各校計畫成果

活動簡介

     本計畫聚焦於超穎光學（metasurface optics）之前沿理論與關鍵應用，系統性整合電磁波動光學與射線光學理論、半導體製程技術，以及先進光學量測與系統整合，建立一條從”物理模型-元件設計-製程實現-系統應用”的完整研究鏈。研究核心在於發展具多波長、高自由度與高品質因子特性的超穎介面，突破傳統平面光學元件在光場操控效率、頻譜彈性與系統微型化上的限制。

    在理論與數值設計層面，本團隊發展多種波前操控與動量空間設計方法，成功實現連續式光束偏轉、多波長波前操控及偏振態全參數調控，並進一步將非厄米特物理、奇異點（exceptional points）與高品質因子共振機制引入超穎介面設計中，建立可描述複數光場與奇異點行為的物理模型。相關成果已發表於多篇國際頂級期刊，顯示其在基礎物理與奈米光子學領域的學術影響力。

    在實驗與製程方面，計畫充分運用半導體微影與奈米製程技術，成功製作高結構均勻性與高再現性的金屬及介電質超穎元件，並透過光學量測平台驗證其在多波長成像、偏振分辨顯示與高光譜資訊擷取上的實際效能。進一步地，研究成果已被整合至微型影像系統、光達（LiDAR）與高光譜成像架構中，展現超穎光學在次世代感測與影像系統中的高度應用潛力。

    此外，本計畫亦積極推動產學合作與技術落地，與多家國內外光電與系統廠商共同開發超穎光學元件於影像模組、擴增實境與感測系統中的應用，並已產生實質技術移轉與授權成果。整體而言，本研究不僅在超穎光學的基礎理論與元件物理上取得關鍵突破，也為高整合度、微型化與多功能光學系統奠定重要技術基礎，進一步強化臺灣在先進光電與奈米光子領域的國際競爭力。

    This project focuses on the frontier theories and key applications of metasurface optics, systematically integrating electromagnetic wave optics and ray optics, semiconductor fabrication technologies, and advanced optical characterization and system integration. Through this approach, a comprehensive research framework has been established, spanning from physical modeling and device design to fabrication realization and system-level applications. The core objective of this research is to develop metasurfaces with multi-wavelength functionality, high degrees of freedom, and high Q-factor characteristics, thereby overcoming the inherent limitations of conventional planar optical components in light-manipulation efficiency, spectral flexibility, and system miniaturization.

    On the theoretical and numerical design front, the research team has developed a variety of wavefront engineering and momentum-space design methodologies, enabling continuous beam steering, multi-wavelength wavefront control, and full-Stoke polarization manipulation. Furthermore, non-Hermitian physics, exceptional points, and high-Q resonant mechanisms have been systematically incorporated into metasurface designs, leading to the establishment of physical models capable of describing complex optical fields and singular-point behaviors. These achievements have been reported in multiple top-tier international journals, demonstrating the project’s strong academic impact in fundamental physics and nanophotonics.
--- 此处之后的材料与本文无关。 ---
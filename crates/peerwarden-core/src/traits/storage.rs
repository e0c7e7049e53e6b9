// SPDX-FileCopyrightText: 2026 Peerwarden Contributors
// SPDX-License-Identifier: MIT OR Apache-2.0

//! Persistence traits.
//!
//! Lookups return `Ok(None)` for missing rows; `Err` is reserved for
//! backend failures.

use async_trait::async_trait;
use chrono::{DateTime, Utc};

use crate::error::PeerwardenError;
use crate::traits::adapter::PluginAdapter;
use crate::types::{Account, Feedback, LogEvent, UserLevel};

/// Lifecycle of a storage backend.
#[async_trait]
pub trait StorageAdapter: PluginAdapter {
    /// Opens the backend and applies pending migrations.
    async fn initialize(&self) -> Result<(), PeerwardenError>;

    /// Closes the backend, flushing pending writes and releasing connections.
    async fn close(&self) -> Result<(), PeerwardenError>;
}

/// Accounts keyed by chat user id, username, and storage row id.
#[async_trait]
pub trait AccountRepository: Send + Sync {
    async fn get_by_user_id(&self, user_id: i64) -> Result<Option<Account>, PeerwardenError>;

    /// Case-insensitive exact match.
    async fn get_by_username(&self, username: &str) -> Result<Option<Account>, PeerwardenError>;

    /// Substring match on username or numeric id, ordered by user id.
    async fn search(&self, query: &str) -> Result<Vec<Account>, PeerwardenError>;

    /// Creates the account if missing. With a user id, an existing row gets
    /// its username refreshed. Without one, the username must be new.
    async fn register(
        &self,
        user_id: Option<i64>,
        username: Option<&str>,
    ) -> Result<(), PeerwardenError>;

    /// Sets `updated_at` to now. `id` is the storage row id.
    async fn update_activity(&self, id: i64) -> Result<(), PeerwardenError>;

    /// Sets `updated_at` to [`crate::TOMBSTONE`].
    async fn mark_tombstoned(&self, id: i64) -> Result<(), PeerwardenError>;

    async fn list_all(&self) -> Result<Vec<Account>, PeerwardenError>;

    async fn list_by_level(
        &self,
        level: UserLevel,
        limit: usize,
    ) -> Result<Vec<Account>, PeerwardenError>;

    async fn count_by_level(&self) -> Result<Vec<(UserLevel, u64)>, PeerwardenError>;

    async fn set_level(&self, user_id: i64, level: UserLevel) -> Result<(), PeerwardenError>;

    /// Updates expiry and reason without touching the level.
    async fn set_premium(
        &self,
        user_id: i64,
        expires_at: Option<DateTime<Utc>>,
        reason: &str,
    ) -> Result<(), PeerwardenError>;

    /// Unknown users hold no privilege.
    async fn has_privilege(
        &self,
        user_id: i64,
        required: UserLevel,
    ) -> Result<bool, PeerwardenError> {
        Ok(self
            .get_by_user_id(user_id)
            .await?
            .is_some_and(|acc| acc.has_privilege(required, Utc::now())))
    }

    async fn is_premium(&self, user_id: i64) -> Result<bool, PeerwardenError> {
        Ok(self
            .get_by_user_id(user_id)
            .await?
            .is_some_and(|acc| acc.is_premium_at(Utc::now())))
    }

    /// Moderators and admins, for feedback notifications.
    async fn list_staff(&self) -> Result<Vec<Account>, PeerwardenError> {
        let mut staff = self.list_by_level(UserLevel::Admin, usize::MAX).await?;
        staff.extend(self.list_by_level(UserLevel::Moderator, usize::MAX).await?);
        Ok(staff)
    }
}

/// Totals shown by the admin `/stats` command.
#[derive(Debug, Clone, Copy, Default, PartialEq, Eq)]
pub struct FeedbackCounts {
    pub total: u64,
    pub pending: u64,
}

#[async_trait]
pub trait FeedbackRepository: Send + Sync {
    /// Stores a new entry and returns its id.
    async fn save(&self, user_id: i64, message: &str) -> Result<i64, PeerwardenError>;

    async fn get(&self, id: i64) -> Result<Option<Feedback>, PeerwardenError>;

    async fn latest_for_user(&self, user_id: i64) -> Result<Option<Feedback>, PeerwardenError>;

    /// Newest first.
    async fn list(&self, limit: usize) -> Result<Vec<Feedback>, PeerwardenError>;

    /// Records the staff response and marks the entry processed.
    async fn respond(
        &self,
        id: i64,
        response: &str,
        responded_by: i64,
    ) -> Result<(), PeerwardenError>;

    async fn counts(&self) -> Result<FeedbackCounts, PeerwardenError>;
}

/// Bans are stored as the `ban` level with an optional expiry.
#[async_trait]
pub trait BlocklistRepository: Send + Sync {
    /// Matches by user id, or by username for accounts without one.
    async fn is_blocked(
        &self,
        user_id: i64,
        username: Option<&str>,
    ) -> Result<bool, PeerwardenError>;

    async fn block(&self, user_id: i64, reason: &str) -> Result<(), PeerwardenError>;

    /// Returns `false` when the user was not banned.
    async fn unblock(&self, user_id: i64) -> Result<bool, PeerwardenError>;
}

#[async_trait]
pub trait EventLogRepository: Send + Sync {
    async fn append(&self, event: &LogEvent) -> Result<(), PeerwardenError>;

    /// Newest first, optionally filtered by user id or username.
    async fn recent(
        &self,
        limit: usize,
        user_filter: Option<&str>,
    ) -> Result<Vec<LogEvent>, PeerwardenError>;

    /// Returns the number of deleted events.
    async fn delete_older_than(&self, cutoff: DateTime<Utc>) -> Result<u64, PeerwardenError>;
}

/// Runtime key/value settings.
#[async_trait]
pub trait ConfigSource: Send + Sync {
    async fn get(&self, key: &str) -> Result<Option<String>, PeerwardenError>;

    async fn set(&self, key: &str, value: &str) -> Result<(), PeerwardenError>;

    async fn list(&self) -> Result<Vec<(String, String)>, PeerwardenError>;

    /// `None` when missing or not an integer.
    async fn get_int(&self, key: &str) -> Result<Option<i64>, PeerwardenError> {
        Ok(self.get(key).await?.and_then(|v| v.trim().parse().ok()))
    }

    /// Accepts `true/false`, `1/0`, `yes/no`.
    async fn get_bool(&self, key: &str) -> Result<Option<bool>, PeerwardenError> {
        Ok(self
            .get(key)
            .await?
            .and_then(|v| match v.trim().to_ascii_lowercase().as_str() {
                "true" | "1" | "yes" => Some(true),
                "false" | "0" | "no" => Some(false),
                _ => None,
            }))
    }
}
From the experimental and fabrication perspective, the project fully leverages semiconductor lithography and nanofabrication technologies to realize metallic and dielectric metasurfaces with high structural uniformity and excellent reproducibility. Their performance has been experimentally validated using optical measurement platforms, confirming practical capabilities in multi-wavelength imaging, polarization-resolved displays, and hyperspectral information acquisition. Moreover, these research outcomes have been successfully integrated into miniaturized imaging systems, LiDAR platforms, and hyperspectral imaging architectures, highlighting the significant potential of metasurface optics in next-generation sensing and imaging systems.

 In addition, this project actively promotes industry-academia collaboration and technology translation by working closely with domestic and international photonics and system-level companies to develop metasurface-based optical components for imaging modules, augmented reality, and sensing applications, leading to tangible technology transfer and licensing outcomes. Overall, this research has achieved critical breakthroughs not only in the fundamental theories and device physics of metasurface optics, but also in establishing essential technological foundations for highly integrated, miniaturized, and multifunctional optical systems, thereby further strengthening Taiwan’s international competitiveness in advanced photonics and nanophotonics.